Densho Digital Archive
Topaz Museum Collection
Title: Chiyoko Yano Interview
Narrator: Chiyoko Yano
Interviewer: Megan Asaka
Location: Berkeley, California
Date: August 1, 2008
Densho ID: denshovh-ychiyoko_2-01-0017

<Begin Segment 17>

MA: So the war ended and when did you actually leave Topaz?

CY: On August the 15th, the day that the war ended. We had decided several months before that we were going to earmark August 15th as the day that we leave. So it took us a few, we had to have at least a month to ask the tenants living in my house to leave, and they were all gone and out by August the 15th. And my next-door neighbor, Kelly, he came to pick us up at the train station and drove us home.

MA: So it was you and Joyce and your parents and your siblings, all returned back to...

CY: No, my brother Sumio was already serving in the army then. And so it was, and my brother Kazuo, the younger of my two brothers had come a week earlier to clean up the house. And so he, he was... I can't remember, he didn't come with Kelly because I don't think we all fit into his car if he came with our baggage and everything. We were so fortunate to have such a kind neighbor.

MA: So you returned directly, then, back to, to Berkeley.

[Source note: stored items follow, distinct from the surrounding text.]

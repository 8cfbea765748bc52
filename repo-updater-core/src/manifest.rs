//! YAML repo manifests.
//!
//! A manifest lists the repositories one code host exposes:
//!
//! ```text
//! service_type: github
//! service_id: https://github.com/
//! repos:
//!   - id: MDEwOlJlcG9zaXRvcnkx
//!     name: github.com/acme/api
//!     language: Rust
//! ```
//!
//! Saves are atomic: serialize → `<name>.yaml.tmp` sibling → `chmod 0600` →
//! `rename`. The `.tmp` file always lives next to the target so the rename
//! never crosses filesystems.

use std::path::Path;

use serde::{Deserialize, Serialize};

use crate::error::{io_err, ManifestError};
use crate::types::{ExternalRepoSpec, Repo};

fn enabled_default() -> bool {
    true
}

/// One repository entry inside a manifest.
#[derive(Debug, Clone, PartialEq, Eq, Serialize, Deserialize)]
pub struct ManifestEntry {
    pub id: String,
    pub name: String,
    #[serde(default, skip_serializing_if = "String::is_empty")]
    pub description: String,
    #[serde(default, skip_serializing_if = "String::is_empty")]
    pub language: String,
    #[serde(default = "enabled_default")]
    pub enabled: bool,
    #[serde(default)]
    pub fork: bool,
    #[serde(default)]
    pub archived: bool,
}

/// Root of a manifest file.
#[derive(Debug, Clone, PartialEq, Eq, Serialize, Deserialize)]
pub struct Manifest {
    pub service_type: String,
    pub service_id: String,
    #[serde(default)]
    pub repos: Vec<ManifestEntry>,
}

impl Manifest {
    /// Convert every entry into a [`Repo`] without lifecycle timestamps.
    pub fn to_repos(&self) -> Vec<Repo> {
        self.repos
            .iter()
            .map(|entry| Repo {
                name: entry.name.clone(),
                description: entry.description.clone(),
                language: entry.language.clone(),
                enabled: entry.enabled,
                fork: entry.fork,
                archived: entry.archived,
                external_repo: ExternalRepoSpec::new(
                    entry.id.clone(),
                    self.service_type.clone(),
                    self.service_id.clone(),
                ),
                created_at: None,
                updated_at: None,
                deleted_at: None,
            })
            .collect()
    }
}

/// Load a manifest from `path`.
///
/// Returns `ManifestError::NotFound` if absent,
/// `ManifestError::Parse` (with path + line context) if malformed YAML.
pub fn load(path: &Path) -> Result<Manifest, ManifestError> {
    if !path.exists() {
        return Err(ManifestError::NotFound {
            path: path.to_path_buf(),
        });
    }
    let contents = std::fs::read_to_string(path).map_err(|e| io_err(path, e))?;
    serde_yaml::from_str(&contents).map_err(|e| ManifestError::Parse {
        path: path.to_path_buf(),
        source: e,
    })
}

/// Atomically save `manifest` to `path`, creating parent directories.
pub fn save(path: &Path, manifest: &Manifest) -> Result<(), ManifestError> {
    if let Some(parent) = path.parent() {
        std::fs::create_dir_all(parent).map_err(|e| io_err(parent, e))?;
    }
    let file_name = path
        .file_name()
        .map(|n| n.to_string_lossy().into_owned())
        .unwrap_or_else(|| "manifest.yaml".to_string());
    let tmp_path = path.with_file_name(format!("{file_name}.tmp"));

    let yaml = serde_yaml::to_string(manifest)?;
    std::fs::write(&tmp_path, yaml).map_err(|e| io_err(&tmp_path, e))?;
    set_file_permissions(&tmp_path)?;
    if let Err(e) = std::fs::rename(&tmp_path, path) {
        let _ = std::fs::remove_file(&tmp_path);
        return Err(io_err(path, e));
    }
    Ok(())
}

#[cfg(unix)]
fn set_file_permissions(path: &Path) -> Result<(), ManifestError> {
    use std::os::unix::fs::PermissionsExt;
    std::fs::set_permissions(path, std::fs::Permissions::from_mode(0o600))
        .map_err(|e| io_err(path, e))
}
#[cfg(not(unix))]
fn set_file_permissions(_path: &Path) -> Result<(), ManifestError> {
    Ok(())
}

CY: And then after we returned, my mother and my father had several friends who were... well, we would be, they were homeless, you know, they didn't have a place to go back to. So they, they could have gone to church, one of the churches, Japanese churches opened up their home, their rooms for sleeping quarters, etcetera, but some of them asked my parents so my parents allowed them to come and stay with us. So we had several people. My neighbor who used to live next to us in Topaz, he had lived in San Francisco before the war, but he was living at my house for quite some time. And then Mr. and Mrs. Ueda and her daughter lived at my mother's house for several years. And then I came back from Japan after four years, and my parents needed a space for three of us, four of us at that time, two girls and my husband and I. So we had to ask them to leave.

[Interruption]

MA: So you were telling me about returning to Berkeley and your house, and your mother and father housed many of the families who, you know, came back and didn't have anywhere to live. So how many Japanese Americans eventually returned to Berkeley that you noticed? Was there a significant part of the community that never returned?

CY: Not everyone returned. I noticed that not everybody returned, but I would say the majority returned to Berkeley or Oakland, the nearby neighborhood.

MA: And when did your husband come back from what he was doing in the OSS overseas and all of that?

CY: He came back to camp in March of (1945). He was released, finally released in March of (1945).

MA: Oh, okay. So, but when he was in the OSS already?

CY: He was in the OSS. I didn't see him coming back. (I came back) in March of (1945), came back to (Berkeley). Oh, and then he, he did, he did. I remember I went to pick him up at the train station. He came back in a captain's uniform because they had to dress him like an American soldier even if he was a civilian employee. And he, so he didn't have any civilian clothes, so he had a, he was a captain's rank.